The Response of Ocean Salinity Patterns to Climate Change: Implications for Circulation
Samuel Levang, Ph.D., 2019
Raymond Schmitt, Advisor
In a warming climate, the atmosphere holds additional water vapor which acts to intensify the global water cycle. This forces changes in salinity at the ocean surface, which then propagate along circulation pathways. Here, we use coupled model results from the CMIP5 experiment to identify coherent responses in the atmospheric water cycle and in ocean salinity patterns. To understand how differences in ocean circulation may affect this response, we use two techniques. The first is a salt budget within the surface mixed layer, which identifies major transport processes. The second is a Lagrangian particle tracking tool, used to understand the regional connectivity of water masses.
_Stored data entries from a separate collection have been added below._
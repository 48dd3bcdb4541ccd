use serde::{Deserialize, Deserializer};
use serde_json::Value;

fn flag_from_value(value: Value) -> Option<bool> {
    match value {
        Value::Bool(b) => Some(b),
        Value::Number(n) => n.as_i64().map(|v| v != 0),
        Value::String(s) => match s.as_str() {
            "1" | "true" => Some(true),
            "0" | "false" => Some(false),
            _ => None,
        },
        _ => None,
    }
}

/// Flags come back as booleans or as 0/1 depending on the endpoint. Missing or odd values read as `false`.
pub fn deserialize_flag<'de, D>(deserializer: D) -> Result<bool, D::Error>
where
    D: Deserializer<'de>,
{
    Ok(Option::<Value>::deserialize(deserializer)?
        .and_then(flag_from_value)
        .unwrap_or(false))
}

/// Like [`deserialize_flag`] but keeps "not sent" distinguishable from `false`.
pub fn deserialize_optional_flag<'de, D>(deserializer: D) -> Result<Option<bool>, D::Error>
where
    D: Deserializer<'de>,
{
    Ok(Option::<Value>::deserialize(deserializer)?.and_then(flag_from_value))
}
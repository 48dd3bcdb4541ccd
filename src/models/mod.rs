pub mod action;
pub mod campaign;
pub mod device;
pub mod notification;

pub use action::Action;
pub use campaign::{ButtonSlot, CampaignNotification, CampaignStats, CampaignTiers, TierButton, TierView};
pub use device::{DeviceRegistration, Platform, RegistrationAck};
pub use notification::{
    DeliveryType, HeartbeatItem, HeartbeatResponse, Notification, NotificationId, PushPayload,
};
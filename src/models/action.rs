// src/models/action.rs
use serde_json::{Map, Value};
use tracing::debug;

/// What a notification (or one of its buttons) asks the host app to do.
#[derive(Debug, Clone, PartialEq)]
pub enum Action {
    Dismiss,
    OpenUrl { url: String },
    OpenScreen { screen: String, params: Value },
}

pub const ACTION_DISMISS: &str = "dismiss";
pub const ACTION_OPEN_URL: &str = "open_url";
pub const ACTION_OPEN_SCREEN: &str = "open_screen";

impl Action {
    /// Parse a campaign button action: `{"type": "...", "url"?, "screen"?, "params"?}`.
    /// The object may also arrive JSON-encoded inside a string.
    pub fn from_button(value: &Value) -> Option<Self> {
        let object = as_object(value)?;
        let action_type = object.get("type").and_then(Value::as_str)?;
        Self::build(action_type, &object)
    }

    /// Parse the `(action_type, action_data)` pair carried by transactional notifications.
    pub fn from_parts(action_type: &str, action_data: Option<&Value>) -> Option<Self> {
        if action_type == ACTION_DISMISS {
            return Some(Action::Dismiss);
        }
        let object = as_object(action_data?)?;
        Self::build(action_type, &object)
    }

    fn build(action_type: &str, data: &Map<String, Value>) -> Option<Self> {
        let non_empty = |key: &str| {
            data.get(key)
                .and_then(Value::as_str)
                .filter(|s| !s.is_empty())
                .map(str::to_string)
        };

        let action = match action_type {
            ACTION_DISMISS => Some(Action::Dismiss),
            ACTION_OPEN_URL => non_empty("url").map(|url| Action::OpenUrl { url }),
            ACTION_OPEN_SCREEN => non_empty("screen").map(|screen| Action::OpenScreen {
                screen,
                params: data
                    .get("params")
                    .cloned()
                    .filter(|p| !p.is_null())
                    .unwrap_or_else(|| Value::Object(Map::new())),
            }),
            _ => None,
        };

        if action.is_none() {
            debug!(action_type, "ignoring malformed notification action");
        }
        action
    }
}

fn as_object(value: &Value) -> Option<Map<String, Value>> {
    match value {
        Value::Object(map) => Some(map.clone()),
        Value::String(raw) => match serde_json::from_str::<Value>(raw) {
            Ok(Value::Object(map)) => Some(map),
            _ => None,
        },
        _ => None,
    }
}

#[cfg(test)]
mod tests {
    use super::*;
    use serde_json::json;

    #[test]
    fn parses_button_actions() {
        assert_eq!(Action::from_button(&json!({"type": "dismiss"})), Some(Action::Dismiss));
        assert_eq!(
            Action::from_button(&json!({"type": "open_url", "url": "https://example.com"})),
            Some(Action::OpenUrl { url: "https://example.com".into() })
        );
        assert_eq!(
            Action::from_button(&json!({"type": "open_screen", "screen": "Wallet", "params": {"tab": 2}})),
            Some(Action::OpenScreen { screen: "Wallet".into(), params: json!({"tab": 2}) })
        );
    }

    #[test]
    fn malformed_actions_are_ignored() {
        assert_eq!(Action::from_button(&json!({"type": "open_url"})), None);
        assert_eq!(Action::from_button(&json!({"type": "open_screen", "screen": ""})), None);
        assert_eq!(Action::from_button(&json!({"type": "teleport"})), None);
        assert_eq!(Action::from_button(&json!("not json")), None);
        assert_eq!(Action::from_parts("open_screen", None), None);
    }

    #[test]
    fn action_data_may_be_a_json_string() {
        let data = json!("{\"screen\":\"Offers\"}");
        assert_eq!(
            Action::from_parts("open_screen", Some(&data)),
            Some(Action::OpenScreen { screen: "Offers".into(), params: json!({}) })
        );
    }
}
//! Notification sync and popup coordination for the marketplace app.
//!
//! Polls the backend heartbeat, merges platform pushes, keeps the unread badge and inbox in
//! an owned [`coordinator::NotificationStore`] and arbitrates the single visible popup.

pub mod api;
pub mod config;
pub mod coordinator;
pub mod error;
pub mod filter;
pub mod models;
pub mod popup;
pub mod storage;
pub mod utils;

pub use api::{ApiClient, CampaignBackend, NotificationBackend};
pub use config::Config;
pub use coordinator::{
    ActionSink, CampaignFeed, CoordinatorSettings, HeartbeatOutcome, NotificationCoordinator,
    NotificationState, NotificationStore,
};
pub use error::{NotificationError, Result};
pub use popup::{PopupEvent, PopupNotification, PopupSession, PopupState};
We find that anomalous freshwater signals become well mixed within the ocean gyres, but can be isolated on larger scales. The subpolar Atlantic salinity response generally shows freshening at the surface, but is sensitive to the transport of anomalously salty water from the subtropics, a largely eddy-driven process. These surface changes ultimately propagate into deeper layers with a complex dependence on advective pathways. In a warming scenario, water cycle amplification actually works to strengthen the Atlantic meridional overturning circulation due to the influence of enhanced subtropical evaporation.